What to produce
Please quote exactly the lines below from the line containing "#[async_trait]" to the line containing "async fn delete_group(&self, id: i64)", both lines included, and nothing else.

Saved data entries:
-*-*-

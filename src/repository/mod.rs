mod memory;
mod supabase;

pub use memory::MemoryStore;
pub use supabase::SupabaseStore;

use async_trait::async_trait;
use reqwest::StatusCode;

use crate::models::{Group, Member};

#[derive(Debug, thiserror::Error)]
pub enum RepositoryError {
    #[error("database request failed: {0}")]
    Http(#[from] reqwest::Error),

    #[error("database returned {status}: {body}")]
    Status { status: StatusCode, body: String },

    #[error("{0} not found")]
    NotFound(String),
}

/// Storage of groups and their members.
///
/// Listings are ordered by creation time.
#[async_trait]
pub trait GroupStore: Send + Sync + 'static {
    async fn create_group(&self, name: &str) -> Result<Group, RepositoryError>;

    async fn list_groups(&self) -> Result<Vec<Group>, RepositoryError>;

    /// Deletes the group and its members. Returns `false` if no group had this id.
    async fn delete_group(&self, id: i64) -> Result<bool, RepositoryError>;

    async fn add_member(&self, group_id: i64, email: &str) -> Result<Member, RepositoryError>;

    async fn list_members(&self, group_id: i64) -> Result<Vec<Member>, RepositoryError>;

    /// Returns `false` if the member does not exist in that group.
    async fn delete_member(&self, group_id: i64, member_id: i64) -> Result<bool, RepositoryError>;
}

-*-*-

Written answer
#[async_trait]
pub trait GroupStore: Send + Sync + 'static {
    async fn create_group(&self, name: &str) -> Result<Group, RepositoryError>;

    async fn list_groups(&self) -> Result<Vec<Group>, RepositoryError>;

    /// Deletes the group and its members. Returns `false` if no group had this id.
    async fn delete_group(&self, id: i64) -> Result<bool, RepositoryError>;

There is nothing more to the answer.